Students left unaware of potential harm on campus
The University of Indianapolis campus is supposed to be a safe one—the alert notification system Watchdog is supposed to make students aware of potential harm on campus.
On Feb. 9, however, students were left without notification of a very dangerous situation.
According to a Watchdog message sent after the incident, an armed man approached two people near the Campus Apartments on separate occasions and asked for cash. When the students were unable to produce any, the suspect fled south.
Residence halls were then put on lockdown while the campus police officer on duty proceeded to search for the suspect.
The question remaining was why hadn’t there been a Watchdog message sent earlier to warn students what was happening?
UIndy students have jobs. They go grocery shopping. They go to the mall with friends. Just because students have classes on campus and live on campus does not mean they stay on campus all the time.
What about the students who were away from campus earlier in the day, and were arriving back during the time of the lockdown, or the students leaving a night class at that time? They would be locked out of residence halls.
The suspect fled south from Campus Apartments, which are located at the north end of the campus. The direction the suspect fled leads to the rest of the campus.
What about students with impeccably bad timing?
Many students could have come back when the residence halls were locked down, unaware of the situation and unable to do anything about it.
For students living in Cravens Hall and Warren Hall, located on the south end of campus, things could have ended especially badly. There could have been many more victims than two—and if the suspect indeed had a gun, the results could have been significantly more traumatic.
These students were left in danger because they were not notified that anything was wrong.

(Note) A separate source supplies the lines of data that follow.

//! Data model shared by all oracle components.
//!
//! Glossary:
//!  - `tick`: one iteration of the controller loop, bounded by the
//!    configured process interval.
//!  - `vote`: a signed attestation published to the shared object store,
//!    one per controller kind.
//!  - `fallback address`: the configured sink that receives rewards whose
//!    beneficiary cannot be determined.

use alloy_primitives::{Address, Bytes, B256, U256, U512};
use serde::{Deserialize, Serialize};
use std::collections::BTreeMap;

pub type BlockNumber = u64;
pub type Timestamp = u64;
pub type Amount = U256;

/// 1e18, the number of base units in one display unit.
pub const WAD: u128 = 1_000_000_000_000_000_000;

/// 1e9, the number of base units in one gwei.
pub const GWEI: u128 = 1_000_000_000;

/// Effective balance locked per validator, in gwei.
pub const DEPOSIT_GWEI: u64 = 32_000_000_000;

/// Effective balance locked per validator, in base units.
pub fn deposit_amount() -> U256 {
    U256::from(DEPOSIT_GWEI) * U256::from(GWEI)
}

/// `a * b / denominator` with 512-bit widening and truncation toward zero.
///
/// Callers guarantee `b <= denominator`, so the quotient always fits back
/// into 256 bits.
pub fn mul_div(a: U256, b: U256, denominator: U256) -> U256 {
    if denominator.is_zero() {
        return U256::ZERO;
    }

    let wide = widen(a) * widen(b) / widen(denominator);
    let limbs = wide.as_limbs();
    debug_assert!(limbs[4..].iter().all(|l| *l == 0));

    U256::from_limbs([limbs[0], limbs[1], limbs[2], limbs[3]])
}

fn widen(x: U256) -> U512 {
    let limbs = x.as_limbs();

    U512::from_limbs([limbs[0], limbs[1], limbs[2], limbs[3], 0, 0, 0, 0])
}

/// A finalized block as agreed by the majority of endpoints.
#[derive(Clone, Copy, Debug, PartialEq, Eq)]
pub struct Block {
    pub number: BlockNumber,
    pub timestamp: Timestamp,
}

/// The block window a tick accounts for.
#[derive(Clone, Copy, Debug, PartialEq, Eq)]
pub struct BlockRange {
    pub from_block: BlockNumber,
    pub to_block: BlockNumber,
}

/// Holder balances of a single contract at a fixed block.
///
/// `balances` values may sum below `total_supply` because some holders are
/// filtered out (e.g. the zero address), never above it.
#[derive(Clone, Debug, Default, PartialEq, Eq)]
pub struct Balances {
    pub total_supply: Amount,
    pub balances: BTreeMap<Address, Amount>,
}

impl Balances {
    pub fn insert(&mut self, account: Address, amount: Amount) -> bool {
        if self.balances.insert(account, amount).is_some() {
            return false;
        }

        self.total_supply += amount;
        true
    }
}

/// Accumulated `beneficiary -> token -> amount` allocation.
///
/// The BTreeMap keeps both levels in ascending byte order of the address,
/// which is the canonical ordering everywhere in the pipeline.
#[derive(Clone, Debug, Default, PartialEq, Eq)]
pub struct Rewards(pub BTreeMap<Address, BTreeMap<Address, Amount>>);

impl Rewards {
    pub fn add(&mut self, to: Address, token: Address, amount: Amount) {
        let entry = self.0.entry(to).or_default().entry(token).or_default();
        *entry += amount;
    }

    pub fn merge(&mut self, other: Rewards) {
        for (account, tokens) in other.0 {
            for (token, amount) in tokens {
                self.add(account, token, amount);
            }
        }
    }

    /// Folds redirected accounts into their targets.
    pub fn redirect(&mut self, redirects: &BTreeMap<Address, Address>) {
        for (from, to) in redirects {
            let Some(tokens) = self.0.remove(from) else {
                continue;
            };

            for (token, amount) in tokens {
                self.add(*to, token, amount);
            }
        }
    }

    pub fn total(&self) -> Amount {
        self.0
            .values()
            .flat_map(|tokens| tokens.values())
            .fold(U256::ZERO, |acc, x| acc + x)
    }

    pub fn is_empty(&self) -> bool {
        self.0.is_empty()
    }
}

/// A recognized pool and the strategy used to read holder positions out of
/// it. Any contract not covered by one of these is terminal for the
/// allocator.
#[derive(Clone, Debug, Serialize, Deserialize, PartialEq, Eq)]
#[serde(tag = "kind", rename_all = "snake_case")]
pub enum PoolKind {
    /// Positions whose tick range straddles the pool's current tick.
    ConcentratedLiquidity { pool: Address },

    /// Positions whose tick range matches the configured bounds exactly.
    ConcentratedLiquidityRange {
        pool: Address,
        tick_lower: i32,
        tick_upper: i32,
    },

    /// LP share of the pool's holdings of one specific token.
    SingleToken { pool: Address, token: Address },

    /// Lending supplier shares weighted by blocks since last update.
    LendingShares { ctoken: Address },

    /// Holder points accrued as principal x blocks held.
    TokenTimeWeighted { token: Address },
}

impl PoolKind {
    pub fn contract(&self) -> Address {
        match self {
            PoolKind::ConcentratedLiquidity { pool } => *pool,
            PoolKind::ConcentratedLiquidityRange { pool, .. } => *pool,
            PoolKind::SingleToken { pool, .. } => *pool,
            PoolKind::LendingShares { ctoken } => *ctoken,
            PoolKind::TokenTimeWeighted { token } => *token,
        }
    }
}

/// One reward budget to allocate, supplied by upstream policy.
#[derive(Clone, Debug, PartialEq, Eq)]
pub struct DistributionDescriptor {
    pub contract: Address,
    pub reward: Amount,
    pub reward_token: Address,
}

#[derive(Clone, Debug, PartialEq, Eq)]
pub struct RewardsVotingParameters {
    pub nonce: u64,
    pub total_rewards: Amount,
    pub total_fees: Amount,
    pub updated_at_timestamp: Timestamp,
}

#[derive(Clone, Debug, PartialEq, Eq)]
pub struct DistributorVotingParameters {
    pub nonce: u64,
    pub from_block: BlockNumber,
    pub to_block: BlockNumber,
    pub last_updated_at_block: BlockNumber,
    pub last_merkle_root: Option<B256>,
    pub last_merkle_proofs: Option<String>,
}

#[derive(Clone, Debug, PartialEq, Eq)]
pub struct ValidatorsVotingParameters {
    pub nonce: u64,
    pub pool_balance: Amount,
}

#[derive(Clone, Debug, PartialEq, Eq)]
pub struct VotingParameters {
    pub rewards: RewardsVotingParameters,
    pub distributor: DistributorVotingParameters,
    pub validators: ValidatorsVotingParameters,
}

/// Deposit data for one validator key, as stored in the operator's file.
#[derive(Clone, Debug, Serialize, Deserialize, PartialEq, Eq)]
pub struct DepositData {
    pub operator: Address,
    pub public_key: Bytes,
    pub withdrawal_credentials: B256,
    pub deposit_data_root: B256,
    pub deposit_data_signature: Bytes,
    #[serde(default)]
    pub proof: Vec<B256>,
}

#[derive(Clone, Debug, Serialize, Deserialize, PartialEq, Eq)]
pub struct RewardsVote {
    pub signature: String,
    pub nonce: u64,
    pub activated_validators: u64,
    pub total_rewards: String,
}

#[derive(Clone, Debug, Serialize, Deserialize, PartialEq, Eq)]
pub struct DistributorVote {
    pub signature: String,
    pub nonce: u64,
    pub merkle_root: B256,
    pub merkle_proofs: String,
}

#[derive(Clone, Debug, Serialize, Deserialize, PartialEq, Eq)]
pub struct ValidatorsVote {
    pub signature: String,
    pub nonce: u64,
    pub deposit_data: Vec<DepositData>,
    pub validators_deposit_root: B256,
}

I’m not at all saying that what the campus police officer on duty did was wrong. Faced with the choice of catching the criminal or updating Watchdog, catching the criminal was a commendable choice.
However, this should never have to be a choice.
Why did UIndy not have the resources available to try to capture the gunman and also send a Watchdog notification? These are the things that should be investigated, instead of why a dispatch was not sent. The officer tried to catch the criminal. That seems obvious enough. But why couldn’t campus officials both send a Watchdog alert while still having a campus police officer go after the criminal?
Students were very angry. Facebook news feeds and Twitter tweets were overflowing with messages, statuses and questions about Watchdog and why no one had received any notification about the incident.
The Watchdog message used as an explanation of what happened two hours later just added aggravation.
Watchdog has been unreliable before. During a storm on Oct. 26, students received personal e-mails about lockdowns and class cancellations because Watchdog was not working properly. If this were a similar situation, students would not be as outraged.
The explanation sent by Watchdog hours later showed that Watchdog had been working properly, it just was not used.
Some students never received the message, even though they had registered with Watchdog, for reasons unknown to the students.
There are also several students who never received messages because they were not registered to receive them. UIndy should mandate a safety program that requires every student and faculty member to be registered to receive messages as long as they are a part of the university.
I do not doubt that the faculty at UIndy care about safety, as Kory Vitangeli stressed in her e-mail to the campus community on Feb. 10.
There just needs to be something else done to ensure situations like these do not happen again.